◆ ABOUT THIS EXERCISE: Start with the first line of the data and end with the line that holds "#[derive(Parser)]"; write out each one exactly.
--- INPUT ---
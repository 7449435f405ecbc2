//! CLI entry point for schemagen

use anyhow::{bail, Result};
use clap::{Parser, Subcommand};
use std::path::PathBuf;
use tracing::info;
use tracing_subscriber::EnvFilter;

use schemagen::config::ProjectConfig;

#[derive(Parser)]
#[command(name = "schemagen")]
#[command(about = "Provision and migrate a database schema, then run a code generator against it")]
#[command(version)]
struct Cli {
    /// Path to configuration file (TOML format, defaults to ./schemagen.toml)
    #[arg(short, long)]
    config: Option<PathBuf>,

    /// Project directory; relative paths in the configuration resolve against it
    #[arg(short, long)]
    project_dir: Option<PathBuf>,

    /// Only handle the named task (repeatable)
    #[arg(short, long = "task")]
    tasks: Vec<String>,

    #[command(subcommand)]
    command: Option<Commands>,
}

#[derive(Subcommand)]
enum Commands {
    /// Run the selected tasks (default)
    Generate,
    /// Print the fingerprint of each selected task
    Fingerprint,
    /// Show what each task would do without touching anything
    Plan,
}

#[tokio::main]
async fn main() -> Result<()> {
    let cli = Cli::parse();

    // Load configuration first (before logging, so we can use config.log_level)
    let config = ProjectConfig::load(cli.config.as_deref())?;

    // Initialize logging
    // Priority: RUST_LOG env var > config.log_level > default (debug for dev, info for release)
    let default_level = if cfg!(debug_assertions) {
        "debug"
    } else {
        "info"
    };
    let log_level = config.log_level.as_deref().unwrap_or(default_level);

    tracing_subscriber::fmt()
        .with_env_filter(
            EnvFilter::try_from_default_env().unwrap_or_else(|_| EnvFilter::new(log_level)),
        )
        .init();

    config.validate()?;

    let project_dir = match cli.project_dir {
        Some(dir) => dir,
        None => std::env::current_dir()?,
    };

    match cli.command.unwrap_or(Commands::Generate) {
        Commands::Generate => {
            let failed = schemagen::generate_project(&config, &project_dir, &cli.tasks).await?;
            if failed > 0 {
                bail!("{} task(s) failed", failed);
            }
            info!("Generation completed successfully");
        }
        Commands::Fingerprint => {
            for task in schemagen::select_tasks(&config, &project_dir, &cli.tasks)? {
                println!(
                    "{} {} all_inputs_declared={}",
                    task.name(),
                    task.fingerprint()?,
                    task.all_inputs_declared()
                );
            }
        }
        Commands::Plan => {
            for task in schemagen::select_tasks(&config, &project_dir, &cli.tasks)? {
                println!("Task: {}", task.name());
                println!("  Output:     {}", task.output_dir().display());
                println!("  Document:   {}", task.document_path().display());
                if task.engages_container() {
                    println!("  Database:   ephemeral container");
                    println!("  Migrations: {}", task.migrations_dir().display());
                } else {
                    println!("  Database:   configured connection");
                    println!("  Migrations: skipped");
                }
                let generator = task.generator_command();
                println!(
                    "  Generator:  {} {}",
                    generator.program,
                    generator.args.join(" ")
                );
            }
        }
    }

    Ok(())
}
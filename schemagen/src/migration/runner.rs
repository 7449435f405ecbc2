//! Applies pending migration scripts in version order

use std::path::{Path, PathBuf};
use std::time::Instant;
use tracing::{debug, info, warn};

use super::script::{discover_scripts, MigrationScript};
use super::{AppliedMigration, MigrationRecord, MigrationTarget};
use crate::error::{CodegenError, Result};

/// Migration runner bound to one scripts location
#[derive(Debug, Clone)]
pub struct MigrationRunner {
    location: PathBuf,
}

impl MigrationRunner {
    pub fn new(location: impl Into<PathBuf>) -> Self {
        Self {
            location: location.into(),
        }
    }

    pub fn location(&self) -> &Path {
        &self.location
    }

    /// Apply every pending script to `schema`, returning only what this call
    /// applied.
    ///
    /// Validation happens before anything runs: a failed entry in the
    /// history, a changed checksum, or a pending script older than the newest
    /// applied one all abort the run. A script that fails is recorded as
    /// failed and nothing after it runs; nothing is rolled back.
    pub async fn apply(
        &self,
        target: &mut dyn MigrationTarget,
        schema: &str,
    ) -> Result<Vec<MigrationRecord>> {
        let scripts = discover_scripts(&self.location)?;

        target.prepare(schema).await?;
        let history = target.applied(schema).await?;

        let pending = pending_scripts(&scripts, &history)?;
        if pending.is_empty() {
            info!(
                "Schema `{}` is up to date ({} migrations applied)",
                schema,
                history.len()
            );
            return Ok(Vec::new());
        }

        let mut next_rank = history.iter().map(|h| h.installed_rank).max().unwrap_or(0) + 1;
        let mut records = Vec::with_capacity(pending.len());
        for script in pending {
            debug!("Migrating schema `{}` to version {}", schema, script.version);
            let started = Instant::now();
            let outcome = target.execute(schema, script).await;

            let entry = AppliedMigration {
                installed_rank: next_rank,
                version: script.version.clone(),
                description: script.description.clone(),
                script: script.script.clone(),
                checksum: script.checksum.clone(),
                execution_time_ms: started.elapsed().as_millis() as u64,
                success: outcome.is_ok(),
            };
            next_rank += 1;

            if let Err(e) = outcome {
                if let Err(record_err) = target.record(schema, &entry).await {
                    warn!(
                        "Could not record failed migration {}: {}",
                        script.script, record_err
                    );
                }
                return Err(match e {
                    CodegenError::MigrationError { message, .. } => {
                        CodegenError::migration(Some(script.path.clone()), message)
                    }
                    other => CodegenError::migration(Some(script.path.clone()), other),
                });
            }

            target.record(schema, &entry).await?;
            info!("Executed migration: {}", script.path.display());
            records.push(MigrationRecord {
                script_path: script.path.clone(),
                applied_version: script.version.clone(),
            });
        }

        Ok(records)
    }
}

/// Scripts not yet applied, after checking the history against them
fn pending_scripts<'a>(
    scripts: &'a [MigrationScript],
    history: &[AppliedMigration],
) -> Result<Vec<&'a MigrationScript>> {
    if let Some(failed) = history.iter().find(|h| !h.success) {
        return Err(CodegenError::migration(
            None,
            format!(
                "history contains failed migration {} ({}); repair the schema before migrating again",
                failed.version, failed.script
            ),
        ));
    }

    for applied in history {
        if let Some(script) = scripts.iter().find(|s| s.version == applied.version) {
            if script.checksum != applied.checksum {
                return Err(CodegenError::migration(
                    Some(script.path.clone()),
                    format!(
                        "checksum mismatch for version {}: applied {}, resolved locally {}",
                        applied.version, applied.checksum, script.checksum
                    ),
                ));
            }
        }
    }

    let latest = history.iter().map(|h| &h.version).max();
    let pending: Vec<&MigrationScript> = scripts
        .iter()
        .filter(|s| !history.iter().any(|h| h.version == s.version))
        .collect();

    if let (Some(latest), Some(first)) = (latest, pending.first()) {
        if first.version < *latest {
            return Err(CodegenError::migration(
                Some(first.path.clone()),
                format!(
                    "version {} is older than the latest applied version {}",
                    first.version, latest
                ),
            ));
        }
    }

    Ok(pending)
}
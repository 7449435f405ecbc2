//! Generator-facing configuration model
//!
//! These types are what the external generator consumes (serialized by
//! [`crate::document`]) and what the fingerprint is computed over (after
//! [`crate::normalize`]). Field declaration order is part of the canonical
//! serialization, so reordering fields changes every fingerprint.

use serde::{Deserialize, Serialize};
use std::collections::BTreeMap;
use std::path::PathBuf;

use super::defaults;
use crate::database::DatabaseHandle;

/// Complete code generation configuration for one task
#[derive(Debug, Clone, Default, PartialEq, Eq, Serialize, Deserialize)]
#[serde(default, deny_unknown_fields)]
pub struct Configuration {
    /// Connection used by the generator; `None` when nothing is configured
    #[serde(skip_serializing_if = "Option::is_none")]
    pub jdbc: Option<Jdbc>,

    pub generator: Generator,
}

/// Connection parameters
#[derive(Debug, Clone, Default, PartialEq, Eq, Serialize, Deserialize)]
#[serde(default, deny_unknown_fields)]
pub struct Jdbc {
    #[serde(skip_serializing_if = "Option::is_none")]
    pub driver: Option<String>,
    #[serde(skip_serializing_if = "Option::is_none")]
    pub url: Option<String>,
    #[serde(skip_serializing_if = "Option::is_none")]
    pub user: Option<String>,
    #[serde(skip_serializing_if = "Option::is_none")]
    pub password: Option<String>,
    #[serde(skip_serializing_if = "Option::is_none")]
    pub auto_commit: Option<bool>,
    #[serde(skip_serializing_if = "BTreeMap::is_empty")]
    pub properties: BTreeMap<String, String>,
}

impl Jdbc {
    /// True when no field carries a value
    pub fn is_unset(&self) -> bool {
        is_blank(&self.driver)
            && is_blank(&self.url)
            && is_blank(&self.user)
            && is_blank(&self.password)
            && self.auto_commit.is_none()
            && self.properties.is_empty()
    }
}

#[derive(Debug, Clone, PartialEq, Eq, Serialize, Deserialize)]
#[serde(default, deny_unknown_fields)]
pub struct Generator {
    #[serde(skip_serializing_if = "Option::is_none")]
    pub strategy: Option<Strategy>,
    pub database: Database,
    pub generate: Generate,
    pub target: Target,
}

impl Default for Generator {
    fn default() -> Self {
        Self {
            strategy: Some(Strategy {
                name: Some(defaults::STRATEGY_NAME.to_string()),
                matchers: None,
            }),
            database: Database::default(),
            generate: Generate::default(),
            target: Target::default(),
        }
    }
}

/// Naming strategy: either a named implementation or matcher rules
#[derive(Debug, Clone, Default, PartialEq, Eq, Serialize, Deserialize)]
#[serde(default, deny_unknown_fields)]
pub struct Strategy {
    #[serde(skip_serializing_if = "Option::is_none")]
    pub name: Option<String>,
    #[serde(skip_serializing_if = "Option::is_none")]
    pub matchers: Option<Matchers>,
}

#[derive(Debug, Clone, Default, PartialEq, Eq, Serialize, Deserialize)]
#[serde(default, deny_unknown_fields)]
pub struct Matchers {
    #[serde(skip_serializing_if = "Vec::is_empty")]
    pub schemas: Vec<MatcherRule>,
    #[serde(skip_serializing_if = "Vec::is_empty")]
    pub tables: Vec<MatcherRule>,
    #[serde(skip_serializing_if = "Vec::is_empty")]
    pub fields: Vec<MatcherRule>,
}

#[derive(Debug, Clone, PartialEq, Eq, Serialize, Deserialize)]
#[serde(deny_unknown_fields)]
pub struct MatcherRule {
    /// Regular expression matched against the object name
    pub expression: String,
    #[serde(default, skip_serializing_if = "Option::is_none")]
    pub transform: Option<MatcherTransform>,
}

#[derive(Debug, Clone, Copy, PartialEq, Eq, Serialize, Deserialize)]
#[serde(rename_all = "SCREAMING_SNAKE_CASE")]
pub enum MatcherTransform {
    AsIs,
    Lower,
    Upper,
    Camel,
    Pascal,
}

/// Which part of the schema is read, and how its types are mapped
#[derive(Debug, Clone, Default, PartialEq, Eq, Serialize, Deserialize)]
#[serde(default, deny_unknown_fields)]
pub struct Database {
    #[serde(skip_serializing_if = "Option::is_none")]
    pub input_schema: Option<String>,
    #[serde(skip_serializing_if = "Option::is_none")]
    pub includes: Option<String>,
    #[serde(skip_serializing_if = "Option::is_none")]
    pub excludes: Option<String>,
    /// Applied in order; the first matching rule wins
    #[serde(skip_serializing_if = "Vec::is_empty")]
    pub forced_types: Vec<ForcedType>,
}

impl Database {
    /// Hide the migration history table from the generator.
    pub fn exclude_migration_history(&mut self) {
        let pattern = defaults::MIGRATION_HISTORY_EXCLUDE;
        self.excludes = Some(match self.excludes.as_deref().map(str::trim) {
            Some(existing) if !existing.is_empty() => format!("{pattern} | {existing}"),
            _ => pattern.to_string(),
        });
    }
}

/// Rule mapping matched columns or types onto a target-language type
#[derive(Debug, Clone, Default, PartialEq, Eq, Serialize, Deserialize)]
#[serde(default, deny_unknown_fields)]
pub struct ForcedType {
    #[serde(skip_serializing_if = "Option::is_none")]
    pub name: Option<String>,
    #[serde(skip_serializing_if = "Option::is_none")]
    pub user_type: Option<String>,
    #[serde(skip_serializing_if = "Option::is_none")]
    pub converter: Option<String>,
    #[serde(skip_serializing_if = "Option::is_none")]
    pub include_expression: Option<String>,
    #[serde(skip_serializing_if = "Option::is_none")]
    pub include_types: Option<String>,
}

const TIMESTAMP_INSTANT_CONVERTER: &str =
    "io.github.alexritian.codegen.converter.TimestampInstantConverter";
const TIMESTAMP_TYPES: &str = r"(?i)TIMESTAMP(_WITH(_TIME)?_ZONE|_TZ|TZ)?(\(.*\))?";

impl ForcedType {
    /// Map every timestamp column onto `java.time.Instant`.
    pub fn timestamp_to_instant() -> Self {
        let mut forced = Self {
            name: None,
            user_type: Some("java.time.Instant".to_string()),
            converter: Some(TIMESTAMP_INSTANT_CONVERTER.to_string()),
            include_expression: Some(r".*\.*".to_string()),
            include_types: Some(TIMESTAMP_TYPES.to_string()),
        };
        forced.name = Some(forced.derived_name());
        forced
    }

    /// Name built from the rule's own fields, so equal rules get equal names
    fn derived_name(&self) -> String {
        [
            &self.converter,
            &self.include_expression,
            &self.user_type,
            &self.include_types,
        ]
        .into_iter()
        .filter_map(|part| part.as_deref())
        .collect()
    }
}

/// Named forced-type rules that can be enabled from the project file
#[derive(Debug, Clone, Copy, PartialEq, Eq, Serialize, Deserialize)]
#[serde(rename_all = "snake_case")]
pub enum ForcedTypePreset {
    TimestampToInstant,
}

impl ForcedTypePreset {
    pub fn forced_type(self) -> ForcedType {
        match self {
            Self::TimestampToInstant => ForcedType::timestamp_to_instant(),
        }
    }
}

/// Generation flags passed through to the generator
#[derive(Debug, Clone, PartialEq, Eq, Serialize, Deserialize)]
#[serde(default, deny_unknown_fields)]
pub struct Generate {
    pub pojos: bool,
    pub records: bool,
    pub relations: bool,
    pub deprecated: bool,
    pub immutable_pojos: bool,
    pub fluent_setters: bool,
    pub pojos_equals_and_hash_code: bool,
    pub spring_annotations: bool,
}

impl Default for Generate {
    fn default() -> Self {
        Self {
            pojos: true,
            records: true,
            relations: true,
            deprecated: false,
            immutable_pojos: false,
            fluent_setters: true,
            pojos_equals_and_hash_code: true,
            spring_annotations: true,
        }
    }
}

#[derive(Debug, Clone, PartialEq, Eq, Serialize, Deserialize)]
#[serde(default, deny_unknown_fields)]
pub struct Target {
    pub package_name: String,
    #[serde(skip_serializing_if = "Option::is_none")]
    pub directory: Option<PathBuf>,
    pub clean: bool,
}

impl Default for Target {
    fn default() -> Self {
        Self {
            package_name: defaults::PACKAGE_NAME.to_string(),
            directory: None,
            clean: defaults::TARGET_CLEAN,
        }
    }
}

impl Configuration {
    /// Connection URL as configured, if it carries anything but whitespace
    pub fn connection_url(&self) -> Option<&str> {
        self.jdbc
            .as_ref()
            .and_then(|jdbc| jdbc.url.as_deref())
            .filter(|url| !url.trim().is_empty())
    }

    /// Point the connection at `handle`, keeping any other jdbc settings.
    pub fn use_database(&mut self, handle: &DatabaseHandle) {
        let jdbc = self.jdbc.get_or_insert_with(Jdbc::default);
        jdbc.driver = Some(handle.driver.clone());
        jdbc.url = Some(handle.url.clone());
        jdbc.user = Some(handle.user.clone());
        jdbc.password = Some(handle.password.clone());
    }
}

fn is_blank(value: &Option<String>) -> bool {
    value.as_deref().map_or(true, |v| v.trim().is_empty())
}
---
◆ SOLUTION TO THIS EXERCISE:
repository 7449435f405ecbc2
//! CLI entry point for schemagen

use anyhow::{bail, Result};
use clap::{Parser, Subcommand};
use std::path::PathBuf;
use tracing::info;
use tracing_subscriber::EnvFilter;

use schemagen::config::ProjectConfig;

#[derive(Parser)]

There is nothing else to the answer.